Demo: (he's showing off reliability of prop savers, but runs a SF into a stall about 1:05)


Couple of options:

  • If you have enough thrust before it dies off, you can dial the throw back in your radio, so you never give too much throttle. Make this setting on a freshly charged battery, since WOT RPM drops with charge.
  • If you have a prop balancer, you could *carefully* trim a half inch or more from the prop and rebalance. just make sure your cuts are clean and sanded prior to balancing -- don't want it throwing off a dirty edge.
  • Pick another prop: You can raise the diameter, while picking a faster pitch, should give you the amp draw+thrust increase. A nicer brand with a better prop design may or may not take the extra RPMs -- most of this is fighting the physics.

You've gotten just about all you can out of that poor prop, just before it stalls. If that's not enough, time to move to a new prop.
 

Mera'din

Junior Member
Not sure on the prop stalling issue. It makes a horrendous electronic screeching noise and does it with every 10x4.7 prop I tested, Slowfly and APC style.

I am going to check the amp draw as it seems to be more a electronic sound. I couldn't see the video you posted so I am not sure if the sound you are talking about is the same I am. I will see if I can take a video and post it.
 

Tritium

Amateur Extra Class K5TWM
I have purchased motors before that had metal chips in the rotor magnets that gave a similar issue. Also whether new or old many Chinese bearings are total JUNK and that could also be the issue.

As to what others have said. Try an 8" prop and see what happens. They are cheap!

Thurmond
 

aiidanwings

Senior Member
It really seems like an over speed, or over voltage issue. Another thing to check is the motor to ESC connections. If there is a poor connection and it momentarily loses contact during flight it can make crazy sounds. I recently had a similar issue where a bullet connector had corroded on the motor harness. It worked OK, until high throttle then it screeched terribly.
 

aiidanwings

Senior Member
Worn bearings, loose shaft, bent shaft, missing/damaged magnet, 'bell' shifting position under thrust, ESC timing, swamp gas reflecting off Venus..
 

Tritium

Amateur Extra Class K5TWM
Does the vibration exist if you try it without the prop?

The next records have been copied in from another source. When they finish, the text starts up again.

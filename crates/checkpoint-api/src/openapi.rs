//! # OpenAPI Document Assembly
//!
//! Assembles all utoipa-documented routes into a single OpenAPI document,
//! served at `/openapi.json`.

use axum::routing::get;
use axum::{Json, Router};
use utoipa::OpenApi;

use crate::state::AppState;

/// Assembled OpenAPI document for the entire API surface.
#[derive(OpenApi)]
#[openapi(
    info(
        title = "Border Checkpoint API",
        version = "0.1.0",
        description = "Crossing registration, document scanning and validation, anomaly administration, exit authorization, and traffic queries.",
        license(name = "BUSL-1.1")
    ),
    paths(
        // Crossings
        crate::routes::crossings::list_crossings,
        crate::routes::crossings::create_crossing,
        crate::routes::crossings::get_crossing,
        crate::routes::crossings::register_entry,
        crate::routes::crossings::attach_document,
        crate::routes::crossings::allow_exit,
        // Documents
        crate::routes::documents::get_document,
        crate::routes::documents::get_document_image,
        crate::routes::documents::patch_document,
        crate::routes::documents::delete_document,
        crate::routes::documents::report_anomalies,
        // Anomalies
        crate::routes::anomalies::list_anomalies,
        crate::routes::anomalies::get_anomaly,
        crate::routes::anomalies::delete_anomaly,
        // Persons
        crate::routes::persons::create_person,
        crate::routes::persons::match_photo,
        crate::routes::persons::person_crossings,
        crate::routes::persons::patch_person,
        // Toll offices
        crate::routes::toll_offices::list_toll_offices,
        crate::routes::toll_offices::get_toll_office,
        crate::routes::toll_offices::create_toll_office,
        // Reference queries
        crate::routes::required_documents::required_documents,
        crate::routes::traffic::crossings_between,
    ),
    components(schemas(
        // Views
        crate::views::CrossingView,
        crate::views::DocumentView,
        crate::views::AnomalyView,
        crate::views::TollOfficeView,
        crate::views::PersonView,
        crate::views::PersonMatchView,
        // Error types
        crate::error::ErrorBody,
        crate::error::ErrorDetail,
        // Request DTOs
        crate::routes::crossings::CreateCrossingRequest,
        crate::routes::crossings::InlineTollOffice,
        crate::routes::documents::PatchDocumentRequest,
        crate::routes::persons::PatchPersonRequest,
        crate::routes::toll_offices::CreateTollOfficeRequest,
        crate::auth::Role,
    )),
    tags(
        (name = "crossings", description = "Crossing lifecycle"),
        (name = "documents", description = "Scanned documents and anomaly reports"),
        (name = "anomalies", description = "Anomaly administration"),
        (name = "persons", description = "Travelers and face search"),
        (name = "toll_offices", description = "Border checkpoints"),
        (name = "required_documents", description = "Entry-document requirements"),
        (name = "traffic", description = "Traffic between countries"),
    )
)]
pub struct ApiDoc;

/// Build the OpenAPI router.
pub fn router() -> Router<AppState> {
    Router::new().route("/openapi.json", get(openapi_json))
}

/// GET /openapi.json: Return the generated OpenAPI document.
async fn openapi_json() -> Json<utoipa::openapi::OpenApi> {
    Json(ApiDoc::openapi())
}
//! # Identity Newtypes
//!
//! UUID-based identifiers for every persisted record. Each identifier is a
//! distinct type and always valid by construction.

use serde::{Deserialize, Serialize};
use uuid::Uuid;

macro_rules! uuid_id {
    ($(#[$meta:meta])* $name:ident) => {
        $(#[$meta])*
        #[derive(Debug, Clone, Copy, PartialEq, Eq, Hash, PartialOrd, Ord, Serialize, Deserialize)]
        pub struct $name(Uuid);

        impl $name {
            /// Create a new random identifier.
            pub fn new() -> Self {
                Self(Uuid::new_v4())
            }

            /// Create an identifier from an existing UUID.
            pub fn from_uuid(id: Uuid) -> Self {
                Self(id)
            }

            /// Access the underlying UUID.
            pub fn as_uuid(&self) -> &Uuid {
                &self.0
            }
        }

        impl Default for $name {
            fn default() -> Self {
                Self::new()
            }
        }

        impl From<Uuid> for $name {
            fn from(id: Uuid) -> Self {
                Self(id)
            }
        }

        impl std::fmt::Display for $name {
            fn fmt(&self, f: &mut std::fmt::Formatter<'_>) -> std::fmt::Result {
                write!(f, "{}", self.0)
            }
        }
    };
}

uuid_id!(
    /// Identifier of a single crossing attempt.
    CrossingId
);
uuid_id!(
    /// Identifier of a scanned document attached to a crossing.
    DocumentId
);
uuid_id!(
    /// Identifier of a single anomaly recorded against a document.
    AnomalyId
);
uuid_id!(
    /// Identifier of a border checkpoint.
    TollOfficeId
);
uuid_id!(
    /// Identifier of a traveler keyed by a reference photo.
    PersonId
);
uuid_id!(
    /// Identifier of an authenticated caller.
    UserId
);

The NTM may have missed its "Hand Quality Check" and received a "pencil whipping" on the test paperwork.

Thurmond
 

xuzme720

Dedicated foam bender
Mentor
Sounds like bearings/bushings to me, but sometimes audio can be distorted at those levels.

A test run without the prop would probably tell you more.
 

willsonman

Builder Extraordinare
Mentor
I agree with others. This seems like a mechanical issue. Bearings it sounds like. Try oiling them if you can. Also, check your wires. If you have any risk of the contacts touching or if you have a slightly burned wire. In my polaris I had a wire start to go and it caused this. Replaced the one wire and it was all good.
 

FlyingMonkey

Bought Another Trailer
Staff member
Admin
Could be a bad solder point on one of the wires. Could be a balance issue. On my tricopter one of the motors/props was out of balance, but it didn't show up until I applied nearly full throttle, then it would shut down.